Eu estava ajudando porque ela não tinha uma pessoa para acompanhá-la nessas tarefas, era uma senhora de quase sessenta anos. Eu querendo sair da história, mas não conseguia. Testemunhei várias discussões entre ela e o ex- companheiro de Erthos. Não me recordo no momento seu nome, mas tinha cara de mocinho, ingênuo, mas era bandido, ousado, atrevido ao ponto de já estar providenciando a venda dos imóveis. Na nossa presença ele adentrou o apartamento levando consigo um provável comprador, se dizendo proprietário. Após discutirem ela pediu para que ele se retirasse e alertou o interessado pela aquisição do imóvel. A irmã de Erthos, afirmou que ele não era o proprietário.

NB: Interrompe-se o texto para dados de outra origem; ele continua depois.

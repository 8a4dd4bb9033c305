use crate::game_state::board::Board;
use crate::game_state::checkers_types::{Piece, Square};

/// Apply one candidate move to `board`: relocate `piece` to `destination` and
/// take the captured pieces off the board.
///
/// The single board-mutation path shared by interactive play and successor
/// enumeration. `captured` is the destination's entry from the candidate
/// mapping; an empty slice is a plain step.
pub fn apply_move_to_board(
    board: &mut Board,
    piece: Piece,
    destination: Square,
    captured: &[Piece],
) {
    let (row, col) = destination;
    board.move_piece(piece, row, col);
    if !captured.is_empty() {
        board.remove(captured);
    }
}
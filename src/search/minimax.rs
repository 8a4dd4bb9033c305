//! Fixed-depth minimax over whole successor boards.
//!
//! The search enumerates complete positions rather than move records and
//! returns the chosen successor board alongside its score, so callers adopt
//! a result by substituting the board wholesale. There is no pruning, move
//! ordering, or memoization; the value of this search is that its output is
//! exactly reproducible.

use crate::game_state::board::Board;
use crate::game_state::checkers_types::Side;
use crate::move_generation::generate_all_boards::generate_all_boards;
use crate::search::board_scoring::{generate_losing_score, BoardScorer, Score};

/// Evaluate `position` to `depth` plies and return the best score together
/// with the successor board that achieves it.
///
/// Light maximizes and Dark minimizes. At depth zero or in a decided
/// position the position itself is returned with its static score. Among
/// children with equal scores the first one enumerated wins; comparisons are
/// strict, so later ties never displace an earlier choice. A side to move
/// with no successors scores as its canonical loss, again returning the
/// position itself.
pub fn minimax(
    position: &Board,
    depth: u8,
    maximizing: bool,
    scorer: &dyn BoardScorer,
) -> (Score, Board) {
    if depth == 0 || position.winner().is_some() {
        return (scorer.score(position), position.clone());
    }

    let side = if maximizing { Side::Light } else { Side::Dark };
    let mut successors = generate_all_boards(position, side).into_iter();

    // Evaluate the first successor to initialize the running best.
    let Some(first) = successors.next() else {
        return (generate_losing_score(side), position.clone());
    };
    let (mut best_score, _) = minimax(&first, depth - 1, !maximizing, scorer);
    let mut best_board = first;

    for candidate in successors {
        let (score, _) = minimax(&candidate, depth - 1, !maximizing, scorer);
        let better = if maximizing {
            score > best_score
        } else {
            score < best_score
        };
        if better {
            best_score = score;
            best_board = candidate;
        }
    }

    (best_score, best_board)
}

#[cfg(test)]
mod tests {
    use super::*;
    use crate::game_state::checkers_types::Piece;
    use crate::search::board_scoring::{MaterialScorer, MAX_SCORE, MIN_SCORE};

    fn scorer() -> MaterialScorer {
        MaterialScorer::default()
    }

    #[test]
    fn depth_zero_returns_the_position_with_its_static_score() {
        let board = Board::new_game();

        let (score, best) = minimax(&board, 0, true, &scorer());

        assert_eq!(score, 0.0);
        assert_eq!(best, board);
    }

    #[test]
    fn opening_depth_one_keeps_the_first_enumerated_child() {
        let board = Board::new_game();

        let (score, best) = minimax(&board, 1, true, &scorer());

        // Every opening reply scores zero, so the tie-break keeps the first
        // child: the light man on (2, 1) stepping to (3, 0).
        assert_eq!(score, 0.0);
        assert_eq!(best.piece_at(2, 1), None);
        assert!(best.piece_at(3, 0).is_some());
    }

    #[test]
    fn search_prefers_a_winning_capture() {
        let mut board = Board::empty();
        board.place(Piece::new(4, 3, Side::Light));
        board.place(Piece::new(5, 4, Side::Dark));

        let (score, best) = minimax(&board, 1, true, &scorer());

        assert_eq!(score, 1.0);
        assert_eq!(best.remaining(Side::Dark), 0);
        assert!(best.piece_at(6, 5).is_some());
    }

    #[test]
    fn search_avoids_a_losing_reply() {
        // Stepping to (5, 2) lets the dark man on (6, 3) jump back onto the
        // vacated (4, 1); stepping to (5, 0) is safe.
        let mut board = Board::empty();
        board.place(Piece::new(4, 1, Side::Light));
        board.place(Piece::new(6, 3, Side::Dark));

        let (score, best) = minimax(&board, 2, true, &scorer());

        assert_eq!(score, 0.0);
        assert!(best.piece_at(5, 0).is_some());
        assert_eq!(best.piece_at(5, 2), None);
    }

    #[test]
    fn stuck_maximizer_scores_as_a_loss() {
        let mut board = Board::empty();
        board.place(Piece::new(0, 7, Side::Light));
        board.place(Piece::new(1, 6, Side::Dark));
        board.place(Piece::new(2, 5, Side::Dark));

        let (score, best) = minimax(&board, 3, true, &scorer());

        assert_eq!(score, MIN_SCORE);
        assert_eq!(best, board);
    }

    #[test]
    fn stuck_minimizer_scores_as_a_light_win() {
        let mut board = Board::empty();
        board.place(Piece::new(7, 0, Side::Dark));
        board.place(Piece::new(6, 1, Side::Light));
        board.place(Piece::new(5, 2, Side::Light));

        let (score, best) = minimax(&board, 3, false, &scorer());

        assert_eq!(score, MAX_SCORE);
        assert_eq!(best, board);
    }

    #[test]
    fn identical_inputs_give_identical_results() {
        let board = Board::new_game();

        let first = minimax(&board, 3, false, &scorer());
        let second = minimax(&board, 3, false, &scorer());

        assert_eq!(first.0, second.0);
        assert_eq!(first.1, second.1);
    }
}
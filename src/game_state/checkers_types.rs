//! Core value types shared across the engine: sides, pieces, and squares.

use crate::game_state::checkers_rules::BOARD_ROWS;

/// Board coordinate as a `(row, col)` pair.
///
/// Signed so scan arithmetic can step off the board and be bounds-checked
/// instead of wrapping.
pub type Square = (i8, i8);

/// One of the two players.
///
/// Light sets up on the low rows and advances toward higher row indices; Dark
/// sets up on the high rows and advances toward lower ones. Dark moves first.
#[derive(Debug, Clone, Copy, PartialEq, Eq)]
pub enum Side {
    Light,
    Dark,
}

impl Side {
    #[inline]
    pub const fn index(self) -> usize {
        match self {
            Side::Light => 0,
            Side::Dark => 1,
        }
    }

    #[inline]
    pub const fn opposite(self) -> Self {
        match self {
            Side::Light => Side::Dark,
            Side::Dark => Side::Light,
        }
    }

    /// Row step a man of this side advances by.
    #[inline]
    pub const fn forward_step(self) -> i8 {
        match self {
            Side::Light => 1,
            Side::Dark => -1,
        }
    }

    /// Far row where a man of this side is crowned.
    #[inline]
    pub const fn promotion_row(self) -> i8 {
        match self {
            Side::Light => BOARD_ROWS - 1,
            Side::Dark => 0,
        }
    }
}

/// A single piece, identified by its location, owner, and crowned state.
///
/// Pieces are plain values; the board grid owns the authoritative copies and
/// lookups hand out copies by value.
#[derive(Debug, Clone, Copy, PartialEq, Eq)]
pub struct Piece {
    pub row: i8,
    pub col: i8,
    pub side: Side,
    pub king: bool,
}

impl Piece {
    #[inline]
    pub const fn new(row: i8, col: i8, side: Side) -> Self {
        Self {
            row,
            col,
            side,
            king: false,
        }
    }

    #[inline]
    pub const fn location(self) -> Square {
        (self.row, self.col)
    }
}
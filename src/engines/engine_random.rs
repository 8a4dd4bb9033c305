//! Random-choice engine.
//!
//! Selects uniformly from the legal successor boards and is primarily used
//! for diagnostics, integration testing, and low-strength gameplay.

use rand::prelude::IndexedRandom;

use crate::engines::engine_trait::{Engine, EngineOutput, GoParams};
use crate::game_state::board::Board;
use crate::game_state::checkers_types::Side;
use crate::move_generation::generate_all_boards::generate_all_boards;

pub struct RandomEngine;

impl RandomEngine {
    pub fn new() -> Self {
        Self
    }
}

impl Default for RandomEngine {
    fn default() -> Self {
        Self::new()
    }
}

impl Engine for RandomEngine {
    fn name(&self) -> &str {
        "Damson Random"
    }

    fn choose_board(
        &mut self,
        board: &Board,
        side: Side,
        _params: &GoParams,
    ) -> Result<EngineOutput, String> {
        let candidates = generate_all_boards(board, side);

        let mut out = EngineOutput::default();
        out.info_lines.push(format!(
            "info string random_engine successors {}",
            candidates.len()
        ));

        if candidates.is_empty() {
            out.best_board = None;
            return Ok(out);
        }

        let mut rng = rand::rng();
        let picked = candidates
            .as_slice()
            .choose(&mut rng)
            .ok_or("failed to choose a random board")?;

        out.best_board = Some(picked.clone());
        Ok(out)
    }
}

#[cfg(test)]
mod tests {
    use super::*;

    #[test]
    fn picked_board_is_one_of_the_legal_successors() {
        let board = Board::new_game();
        let successors = generate_all_boards(&board, Side::Dark);
        let mut engine = RandomEngine::new();

        let out = engine
            .choose_board(&board, Side::Dark, &GoParams::default())
            .expect("choosing from the opening should succeed");

        let picked = out.best_board.expect("the opening has successors");
        assert!(successors.contains(&picked));
    }

    #[test]
    fn a_stuck_side_gets_no_board() {
        use crate::game_state::checkers_types::Piece;

        let mut board = Board::empty();
        board.place(Piece::new(7, 0, Side::Dark));
        board.place(Piece::new(6, 1, Side::Light));
        board.place(Piece::new(5, 2, Side::Light));
        let mut engine = RandomEngine::new();

        let out = engine
            .choose_board(&board, Side::Dark, &GoParams::default())
            .expect("a stuck side still answers");

        assert!(out.best_board.is_none());
        assert!(out.info_lines[0].ends_with("successors 0"));
    }
}
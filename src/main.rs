use damson::cli::game_loop;

fn main() {
    if let Err(err) = game_loop::run_stdio_loop() {
        eprintln!("fatal io error: {err}");
        std::process::exit(1);
    }
}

Estes incidentes ocorreram bem próximos da sua morte. Ela chegou a propor a ele um valor bastante significativo na época, mas ele queria um dos apartamentos justificando merecedor por cuidar de Erthos por todos aqueles anos, o que não era verdade. Não sei o fim da história, nem se Mindlin adquiriu a Biblioteca. Retornei à Aracaju e até hoje não tenho nenhuma notícia sobre sua irmã. Em 2004, estive com o poeta Arnaldo Antunes em Aracaju, durante uma coletiva, e aproveitamos esse reencontro para falarmos sobre o poeta Erthos estudioso da literatura, o homem prestativo, generoso, amigo, um bom camarada.

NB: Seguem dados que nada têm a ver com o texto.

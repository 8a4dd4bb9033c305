//! Fixed-depth minimax engine.
//!
//! Wraps the plain minimax search behind the `Engine` trait. Depth and the
//! king weight of the material scorer are runtime options; everything else
//! is deterministic, so two engines at the same settings always agree.

use crate::engines::engine_trait::{Engine, EngineOutput, GoParams};
use crate::game_state::board::Board;
use crate::game_state::checkers_types::Side;
use crate::move_generation::generate_all_boards::generate_all_boards;
use crate::search::board_scoring::MaterialScorer;
use crate::search::minimax::minimax;

pub const DEFAULT_SEARCH_DEPTH: u8 = 3;
const MAX_SEARCH_DEPTH: u8 = 8;

pub struct MinimaxEngine {
    depth: u8,
    scorer: MaterialScorer,
}

impl MinimaxEngine {
    pub fn new(depth: u8) -> Self {
        Self {
            depth: depth.clamp(1, MAX_SEARCH_DEPTH),
            scorer: MaterialScorer::default(),
        }
    }
}

impl Default for MinimaxEngine {
    fn default() -> Self {
        Self::new(DEFAULT_SEARCH_DEPTH)
    }
}

impl Engine for MinimaxEngine {
    fn name(&self) -> &str {
        "Damson Minimax"
    }

    fn set_option(&mut self, name: &str, value: &str) -> Result<(), String> {
        if name.eq_ignore_ascii_case("Depth") {
            let parsed = value
                .trim()
                .parse::<u8>()
                .map_err(|_| format!("invalid Depth value '{value}'"))?;
            if parsed == 0 || parsed > MAX_SEARCH_DEPTH {
                return Err(format!(
                    "Depth must be between 1 and {MAX_SEARCH_DEPTH}, got {parsed}"
                ));
            }
            self.depth = parsed;
            return Ok(());
        }
        if name.eq_ignore_ascii_case("KingWeight") {
            let parsed = value
                .trim()
                .parse::<f32>()
                .map_err(|_| format!("invalid KingWeight value '{value}'"))?;
            if !parsed.is_finite() {
                return Err(format!("KingWeight must be finite, got {parsed}"));
            }
            self.scorer.king_weight = parsed;
            return Ok(());
        }
        Err(format!("unknown option: {name}"))
    }

    fn choose_board(
        &mut self,
        board: &Board,
        side: Side,
        params: &GoParams,
    ) -> Result<EngineOutput, String> {
        let depth = params.depth.unwrap_or(self.depth).max(1);
        let maximizing = side == Side::Light;

        let mut out = EngineOutput::default();
        if generate_all_boards(board, side).is_empty() {
            out.info_lines
                .push("info string minimax_engine no legal successors".to_owned());
            out.best_board = None;
            return Ok(out);
        }

        let (score, best) = minimax(board, depth, maximizing, &self.scorer);
        out.info_lines.push(format!(
            "info string minimax_engine depth {depth} score {score:.2}"
        ));
        out.best_board = Some(best);
        Ok(out)
    }
}
//! PDN-style game transcript writing.
//!
//! Moves are reconstructed by diffing consecutive boards, since both human
//! moves and engine replies ultimately arrive as whole positions. The writer
//! emits tag-pair headers followed by numbered movetext in the 1..32
//! playable-square numbering, with `-` for steps and `x` for jumps.

use std::collections::BTreeMap;

use chrono::Local;

use crate::game_state::board::Board;
use crate::game_state::checkers_rules::{BOARD_COLS, BOARD_ROWS};
use crate::game_state::checkers_types::{Side, Square};

#[derive(Debug, Clone, PartialEq, Eq)]
pub struct MoveRecord {
    pub side: Side,
    pub from: Square,
    pub to: Square,
    pub captures: Vec<Square>,
    pub promoted: bool,
}

/// Reconstruct the move `side` played between two consecutive boards.
///
/// Returns `None` when the boards do not differ by a move of that side,
/// for example when they are identical.
pub fn diff_boards(before: &Board, after: &Board, side: Side) -> Option<MoveRecord> {
    let mut origin = None;
    let mut landing = None;
    let mut captures = Vec::new();

    for row in 0..BOARD_ROWS {
        for col in 0..BOARD_COLS {
            match (before.piece_at(row, col), after.piece_at(row, col)) {
                (Some(old), None) => {
                    if old.side == side {
                        origin = Some(((row, col), old));
                    } else {
                        captures.push((row, col));
                    }
                }
                (None, Some(new)) if new.side == side => {
                    landing = Some(((row, col), new));
                }
                _ => {}
            }
        }
    }

    let (from, old) = origin?;
    let (to, new) = landing?;
    Some(MoveRecord {
        side,
        from,
        to,
        captures,
        promoted: !old.king && new.king,
    })
}

/// Number of a playable square in PDN notation, counting 1..32 row by row
/// from square (0, 1).
pub fn square_number(square: Square) -> u8 {
    (square.0 * 4 + square.1 / 2 + 1) as u8
}

pub fn write_pdn(records: &[MoveRecord], result: &str) -> String {
    let mut headers = BTreeMap::<String, String>::new();
    headers.insert("Event".to_owned(), "Damson Game".to_owned());
    headers.insert("Site".to_owned(), "Local".to_owned());
    headers.insert(
        "Date".to_owned(),
        Local::now().format("%Y.%m.%d").to_string(),
    );
    headers.insert("Round".to_owned(), "-".to_owned());
    headers.insert("White".to_owned(), "Light".to_owned());
    headers.insert("Black".to_owned(), "Dark".to_owned());
    headers.insert("GameType".to_owned(), "21".to_owned());
    headers.insert("Result".to_owned(), normalize_result(result).to_owned());

    write_pdn_with_headers(records, &headers)
}

pub fn write_pdn_with_headers(
    records: &[MoveRecord],
    headers: &BTreeMap<String, String>,
) -> String {
    let mut out = String::new();

    for (key, value) in headers {
        out.push_str(&format!("[{} \"{}\"]\n", key, escape_pdn_value(value)));
    }
    out.push('\n');

    let mut movetext_parts = Vec::<String>::with_capacity(records.len() + 1);
    for (ply, record) in records.iter().enumerate() {
        let token = movetext_token(record);
        if ply % 2 == 0 {
            movetext_parts.push(format!("{}. {}", (ply / 2) + 1, token));
        } else {
            movetext_parts.push(token);
        }
    }

    let result = headers
        .get("Result")
        .map(|x| normalize_result(x))
        .unwrap_or("*");
    movetext_parts.push(result.to_owned());
    out.push_str(&movetext_parts.join(" "));
    out.push('\n');

    out
}

fn movetext_token(record: &MoveRecord) -> String {
    let separator = if record.captures.is_empty() { '-' } else { 'x' };
    format!(
        "{}{}{}",
        square_number(record.from),
        separator,
        square_number(record.to)
    )
}

pub fn is_result_token(token: &str) -> bool {
    matches!(token, "1-0" | "0-1" | "1/2-1/2" | "*")
}

pub fn normalize_result(result: &str) -> &str {
    if is_result_token(result) {
        result
    } else {
        "*"
    }
}

fn escape_pdn_value(value: &str) -> String {
    value.replace('"', "\\\"")
}
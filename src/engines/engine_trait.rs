//! Engine abstraction layer used by the command-line session.
//!
//! Defines common input parameters and output payloads so different engine
//! strategies can be selected at runtime behind a single trait interface.
//! Engines answer with whole successor boards rather than move records; the
//! caller adopts the chosen board wholesale.

use crate::game_state::board::Board;
use crate::game_state::checkers_types::Side;

#[derive(Debug, Clone, Default)]
pub struct GoParams {
    pub depth: Option<u8>,
}

#[derive(Debug, Clone, Default)]
pub struct EngineOutput {
    /// The successor position the engine wants to play, or `None` when the
    /// side to move has no legal reply.
    pub best_board: Option<Board>,
    pub info_lines: Vec<String>,
}

pub trait Engine: Send {
    fn name(&self) -> &str;

    fn new_game(&mut self) {}
    fn set_option(&mut self, _name: &str, _value: &str) -> Result<(), String> {
        Ok(())
    }

    fn choose_board(
        &mut self,
        board: &Board,
        side: Side,
        params: &GoParams,
    ) -> Result<EngineOutput, String>;
}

Bibliófilo, poeta e artista gráfico, Erthos utilizou a física e a matemática em sua criação poética, é um dos primeiros autores brasileiros a utilizar o computador na elaboração dos seus poemas. Sua participação no Concretismo na Bahia é tida como o maior representante, basta ver o poema geométrio Crisálida Risal (1967) e suas colaborações nas revistas: Atlas; Artéria; Polém; Qorpo Estranho; Revista da Bahia; Exu; Muda; Invenção; Código. Erthos Albino de Souza nasceu em Ubá (Minas Gerais em 1932) e faleceu em julho (Juiz de Fora em 2000). Após sua morte, sob curadoria de Augusto de Campos e André Vallias reuniram sua Poesia Visual, numa exposição: Erthos Albino de Souza – Poesia: do dáctilo ao digito, Instituto Moreira Salles – IMS – RJ. Na mostra estão reunidos trabalhos desde os primeiros poemas gráficos feitos com máquina de escrever (década de 60), até as impressões em computador (cartões perfurados), anos 70.